The IAEA (the International Atomic Energy Agency) said a vessel from Japan's Agency for Marine-Earth Science and Technology had "collected water samples at several points 30 km (approximately 18 miles) from the coastline and found measurable concentrations of iodine-131 and caesium-137."

Only a few days after the discovery of radioactive iodine and caesium in water supplies, news began coming out reporting the discovery of radioactive plutonium found in soil samples. NY Times reported:

In addition, deposits of plutonium — a long-lived radioactive element — were found in the soil around the plant. The government said some of the plutonium may have seeped from damaged fuel rods inside the plant, with Edano (Japan’s Chief Cabinet Secretary) calling the situation "very grave."

The situation is very grave indeed. To make situations worse, radiation levels have begun to affect Japanese produce grown as far as 25 miles away from Fukushima Dai-Ichi. BusinessWeek reported that a locally grown leafy green called kukitachina recently measured at 82 times the government limit for radioactive caesium and 11 times the legal limit for iodine.

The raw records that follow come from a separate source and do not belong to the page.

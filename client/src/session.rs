//! The converter session: event wiring between user input, the pipeline,
//! and the presentation port.

use std::sync::Arc;

use curex_common::{today, CurrencyCatalog, CurrencyCode};
use parking_lot::Mutex;
use tracing::{info, warn};

use crate::engine::ConversionEngine;
use crate::error::{ClientError, ValidationError};
use crate::history::SeriesBuilder;
use crate::input::ConversionInput;
use crate::port::{FlagSide, LoadingGuard, Presentation, SequencedPort};
use crate::source::RateSource;

/// Message shown when no source could serve a request.
const SOURCE_UNAVAILABLE_MSG: &str = "Could not load currency data. Check network and try again.";

/// Message shown when the history window could not be fetched.
const HISTORY_FAILED_MSG: &str = "Could not load historical rates.";

/// Current selection, mirrored from the input controls.
#[derive(Debug, Clone)]
pub struct Selection {
    pub amount: String,
    pub from: CurrencyCode,
    pub to: CurrencyCode,
}

impl Default for Selection {
    fn default() -> Self {
        Self {
            amount: "1".to_string(),
            from: CurrencyCode::usd(),
            to: CurrencyCode::eur(),
        }
    }
}

/// Drives the conversion pipeline from user events and writes outcomes
/// through the presentation port.
///
/// Every failure is caught here and becomes a single user-visible
/// message; nothing propagates further up. Invalid input is a silent
/// no-op by default, with the validation error returned for callers that
/// prefer to surface it.
pub struct ConverterSession<P: Presentation> {
    source: Arc<dyn RateSource>,
    engine: ConversionEngine,
    series: SeriesBuilder,
    port: SequencedPort<P>,
    catalog: Mutex<Option<CurrencyCatalog>>,
    selection: Mutex<Selection>,
}

impl<P: Presentation> ConverterSession<P> {
    pub fn new(source: Arc<dyn RateSource>, port: P) -> Self {
        Self {
            engine: ConversionEngine::new(source.clone()),
            series: SeriesBuilder::new(source.clone()),
            port: SequencedPort::new(port),
            catalog: Mutex::new(None),
            selection: Mutex::new(Selection::default()),
            source,
        }
    }

    /// Fetch the catalog once, point the flags at the default selection,
    /// and run the initial conversion. Returns the catalog on success.
    pub async fn load_catalog(&self) -> Option<CurrencyCatalog> {
        let token = self.port.begin();
        let fetched = {
            let _busy = LoadingGuard::new(self.port.inner());
            self.source.catalog().await
        };

        match fetched {
            Ok(catalog) => {
                info!(currencies = catalog.len(), "Currency catalog loaded");
                *self.catalog.lock() = Some(catalog.clone());
                self.update_flags();
                let _ = self.submit().await;
                Some(catalog)
            }
            Err(e) => {
                warn!(error = %e, "Failed to load currency catalog");
                self.port.fail(token, SOURCE_UNAVAILABLE_MSG);
                None
            }
        }
    }

    /// Latest fetched catalog, if any.
    pub fn catalog(&self) -> Option<CurrencyCatalog> {
        self.catalog.lock().clone()
    }

    pub fn selection(&self) -> Selection {
        self.selection.lock().clone()
    }

    /// Replace the whole selection and update both flags, without
    /// triggering a conversion.
    pub fn replace_selection(&self, selection: Selection) {
        *self.selection.lock() = selection;
        self.update_flags();
    }

    /// Apply an amount edit and reconvert.
    pub async fn set_amount(&self, amount: impl Into<String>) -> Result<(), ValidationError> {
        self.selection.lock().amount = amount.into();
        self.submit().await
    }

    /// Apply a currency change, update its flag, and reconvert.
    pub async fn select(
        &self,
        side: FlagSide,
        code: CurrencyCode,
    ) -> Result<(), ValidationError> {
        {
            let mut selection = self.selection.lock();
            match side {
                FlagSide::From => selection.from = code.clone(),
                FlagSide::To => selection.to = code.clone(),
            }
        }
        self.port.inner().set_flag(side, &code);
        self.submit().await
    }

    /// Swap the two selections, update both flags, and reconvert.
    pub async fn swap(&self) -> Result<(), ValidationError> {
        {
            let mut selection = self.selection.lock();
            let selection = &mut *selection;
            std::mem::swap(&mut selection.from, &mut selection.to);
        }
        self.update_flags();
        self.submit().await
    }

    /// Validate the current selection and run a conversion, applying the
    /// outcome through the sequenced port.
    pub async fn submit(&self) -> Result<(), ValidationError> {
        let selection = self.selection.lock().clone();
        let request = ConversionInput::new(
            selection.amount,
            selection.from.code(),
            selection.to.code(),
        )
        .parse()?;

        let token = self.port.begin();
        let _busy = LoadingGuard::new(self.port.inner());

        match self.engine.convert(&request).await {
            Ok(conversion) => {
                self.port.complete(token, &conversion);
            }
            Err(e) => {
                warn!(error = %e, "Conversion failed");
                let message = match &e {
                    ClientError::SourceUnavailable { .. } => SOURCE_UNAVAILABLE_MSG.to_string(),
                    other => other.to_string(),
                };
                self.port.fail(token, &message);
            }
        }

        Ok(())
    }

    /// Build and present the trailing history for the current pair.
    pub async fn show_history(&self) {
        let selection = self.selection.lock().clone();
        let _busy = LoadingGuard::new(self.port.inner());

        match self
            .series
            .build(&selection.from, &selection.to, today())
            .await
        {
            Ok(series) => self.port.inner().set_series(&series),
            Err(e) => {
                warn!(error = %e, "History fetch failed");
                self.port.inner().set_error(HISTORY_FAILED_MSG);
            }
        }
    }

    fn update_flags(&self) {
        let selection = self.selection.lock().clone();
        self.port.inner().set_flag(FlagSide::From, &selection.from);
        self.port.inner().set_flag(FlagSide::To, &selection.to);
    }
}

#[cfg(test)]
mod tests {
    use super::*;
    use crate::source::{FallbackSource, MockRateSource};
    use chrono::NaiveDate;
    use curex_common::{Conversion, HistoricalSeries, RateDocument};
    use rust_decimal_macros::dec;

    #[derive(Debug, Clone, PartialEq)]
    enum Event {
        Result(String),
        Error(String),
        Loading(bool),
        Flag(FlagSide, String),
        Series(usize),
    }

    #[derive(Clone, Default)]
    struct RecordingPort {
        events: Arc<Mutex<Vec<Event>>>,
    }

    impl RecordingPort {
        fn events(&self) -> Vec<Event> {
            self.events.lock().clone()
        }
    }

    impl Presentation for RecordingPort {
        fn set_result(&self, conversion: &Conversion) {
            self.events.lock().push(Event::Result(conversion.to_string()));
        }

        fn set_error(&self, message: &str) {
            self.events.lock().push(Event::Error(message.to_string()));
        }

        fn set_loading(&self, loading: bool) {
            self.events.lock().push(Event::Loading(loading));
        }

        fn set_flag(&self, side: FlagSide, code: &CurrencyCode) {
            self.events
                .lock()
                .push(Event::Flag(side, code.code().to_string()));
        }

        fn set_series(&self, series: &HistoricalSeries) {
            self.events.lock().push(Event::Series(series.len()));
        }
    }

    fn day() -> NaiveDate {
        NaiveDate::from_ymd_opt(2024, 1, 1).unwrap()
    }

    fn stocked_source() -> Arc<MockRateSource> {
        let source = Arc::new(MockRateSource::new("test"));
        source.set_catalog(CurrencyCatalog::from_pairs([
            ("usd", "US Dollar"),
            ("eur", "Euro"),
        ]));
        source.set_latest(RateDocument::new(
            CurrencyCode::usd(),
            day(),
            [
                (CurrencyCode::usd(), dec!(1)),
                (CurrencyCode::eur(), dec!(0.92)),
            ],
        ));
        source.set_latest(RateDocument::new(
            CurrencyCode::eur(),
            day(),
            [(CurrencyCode::usd(), dec!(1.0869565))],
        ));
        source
    }

    fn session_with(source: Arc<MockRateSource>) -> (ConverterSession<RecordingPort>, RecordingPort) {
        let port = RecordingPort::default();
        let session = ConverterSession::new(source, port.clone());
        (session, port)
    }

    #[tokio::test]
    async fn test_invalid_amount_is_a_silent_no_op() {
        let (session, port) = session_with(stocked_source());
        session.replace_selection(Selection {
            amount: "not a number".to_string(),
            ..Selection::default()
        });
        port.events.lock().clear();

        let result = session.submit().await;

        assert_eq!(result, Err(ValidationError::UnparseableAmount));
        assert!(port.events().is_empty());
    }

    #[tokio::test]
    async fn test_successful_conversion_reaches_the_port() {
        let (session, port) = session_with(stocked_source());
        session.replace_selection(Selection {
            amount: "10".to_string(),
            ..Selection::default()
        });
        port.events.lock().clear();

        session.submit().await.unwrap();

        assert_eq!(
            port.events(),
            vec![
                Event::Loading(true),
                Event::Result("10 USD = 9.20 EUR".to_string()),
                Event::Loading(false),
            ]
        );
    }

    #[tokio::test]
    async fn test_rate_not_found_clears_loading_and_shows_one_error() {
        let (session, port) = session_with(stocked_source());
        session.replace_selection(Selection {
            amount: "10".to_string(),
            from: CurrencyCode::usd(),
            to: CurrencyCode::new("xyz"),
        });
        port.events.lock().clear();

        session.submit().await.unwrap();

        assert_eq!(
            port.events(),
            vec![
                Event::Loading(true),
                Event::Error("rate not found for USD to XYZ".to_string()),
                Event::Loading(false),
            ]
        );
    }

    #[tokio::test]
    async fn test_source_unavailable_shows_generic_message() {
        let primary: Arc<dyn RateSource> = Arc::new(MockRateSource::failing("primary"));
        let fallback: Arc<dyn RateSource> = Arc::new(MockRateSource::failing("fallback"));
        let chain = Arc::new(FallbackSource::new(vec![primary, fallback]));

        let port = RecordingPort::default();
        let session = ConverterSession::new(chain, port.clone());
        port.events.lock().clear();

        session.submit().await.unwrap();

        let events = port.events();
        assert!(events.contains(&Event::Error(SOURCE_UNAVAILABLE_MSG.to_string())));
        assert_eq!(events.last(), Some(&Event::Loading(false)));
    }

    #[tokio::test]
    async fn test_swap_updates_flags_and_reconverts() {
        let (session, port) = session_with(stocked_source());
        session.replace_selection(Selection {
            amount: "1".to_string(),
            ..Selection::default()
        });
        port.events.lock().clear();

        session.swap().await.unwrap();

        let selection = session.selection();
        assert_eq!(selection.from, CurrencyCode::eur());
        assert_eq!(selection.to, CurrencyCode::usd());

        let events = port.events();
        assert!(events.contains(&Event::Flag(FlagSide::From, "eur".to_string())));
        assert!(events.contains(&Event::Flag(FlagSide::To, "usd".to_string())));
        assert!(events.contains(&Event::Result("1 EUR = 1.09 USD".to_string())));
    }

    #[tokio::test]
    async fn test_amount_edit_and_currency_change_reconvert() {
        let (session, port) = session_with(stocked_source());
        port.events.lock().clear();

        session.set_amount("2").await.unwrap();
        session
            .select(FlagSide::To, CurrencyCode::usd())
            .await
            .unwrap();

        let events = port.events();
        assert!(events.contains(&Event::Result("2 USD = 1.84 EUR".to_string())));
        assert!(events.contains(&Event::Flag(FlagSide::To, "usd".to_string())));
        assert!(events.contains(&Event::Result("2 USD = 2 USD".to_string())));
    }

    #[tokio::test]
    async fn test_load_catalog_runs_initial_conversion() {
        let (session, port) = session_with(stocked_source());

        let catalog = session.load_catalog().await.unwrap();

        assert_eq!(catalog.len(), 2);
        assert!(session.catalog().is_some());
        assert!(port
            .events()
            .contains(&Event::Result("1 USD = 0.92 EUR".to_string())));
    }

    #[tokio::test]
    async fn test_catalog_failure_shows_generic_message() {
        let source = Arc::new(MockRateSource::failing("down"));
        let (session, port) = session_with(source);

        assert!(session.load_catalog().await.is_none());
        assert!(port
            .events()
            .contains(&Event::Error(SOURCE_UNAVAILABLE_MSG.to_string())));
    }

    #[tokio::test]
    async fn test_history_failure_shows_generic_message() {
        let source = Arc::new(MockRateSource::failing("down"));
        let (session, port) = session_with(source);
        port.events.lock().clear();

        session.show_history().await;

        let events = port.events();
        assert!(events.contains(&Event::Error(HISTORY_FAILED_MSG.to_string())));
        assert_eq!(events.last(), Some(&Event::Loading(false)));
    }

    #[tokio::test]
    async fn test_history_reaches_the_port() {
        let source = stocked_source();
        // Stock a dated document for today so at least one point lands.
        source.set_dated(RateDocument::new(
            CurrencyCode::usd(),
            today(),
            [(CurrencyCode::eur(), dec!(0.92))],
        ));
        let (session, port) = session_with(source);
        port.events.lock().clear();

        session.show_history().await;

        assert!(port.events().contains(&Event::Series(1)));
    }
}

Further findings like these will undoubtedly take a heavy toll on the Japanese export economy as neighboring countries will be highly reluctant to purchase goods that are potentially radioactively contaminated.

The image to the right features a Japanese farmer weeding in a crop of kukitachina, one of the many food products that has seen high radioactive contamination rates in response to the Fukushima spills. Photo courtesy of mdn.mainichi.jp

The effects of the natural disaster-caused nuclear catastrophe in japan will likely be felt for a long, long time. As evidence of this, New York Times quoted the deputy director general of the Nuclear and Industrial Safety Agency, Japan’s nuclear regulator, admitting the probable duration of the nuclear mess that Japan is facing, saying “We will have to continue cooling for quite a long period. We should be thinking years.”

Fortunately, the situation unfolding in Japan can be taken as a learning experience for all other nations, and used as a basis for change. Nuclear power is not only highly vulnerable to natural (or unnatural) disasters, but can also be extremely dangerous with severe, long term health and economic consequences. It is clear that there has been significant re-consideration in the US as to the safety of nuclear power, as one Nevada lawmaker has already called for the cleanup of water contaminated by nuclear test sites, and some US Senator are proposing the movement of spent nuclear fuel out of cooling ponds into solid concrete and steel storage casks to prevent from radioactively contaminated water causing any kind of contamination as is happening in Japan.

Interestingly enough, despite increased concern with nuclear safety, the US Nuclear Regulatory Commission announced last week that they are currently seeking public comment on the proposed rule to certify the bringing of new GE-Hitachi Simplified Boiling-Water Nuclear Reactors to the US. Something tells me that these new designs will likely still come with the old problems of nuclear power. I would imagine that plants will have to deal with highly dangerous, radioactive fuel disposal; plants will still be highly vulnerability to disaster; and the words “boiling-water reactor” make me think that the new designs will add significant pressure to our already limited national freshwater resources. Comments may be submitted for 75 days following publication of the NRC press release, giving everyone 68 days to submit comments from the date of this blog post.

Submit your comments regarding this proposal to bring new nuclear power plants in the the states via http://www.regulations.gov under Docket ID NRC-2010-0135; by e-mail to Rulemaking.Comments@nrc.gov; by mail to Secretary, U.S. Nuclear Regulatory Commission, Washington, D.C. 20555-0001, ATTN: Rulemakings and Adjudications Staff; or by fax to Secretary, U.S. Nuclear Regulatory Commission, at 301-492-3466. Submit your comments today! Help keep nuclear power from expanding in the US!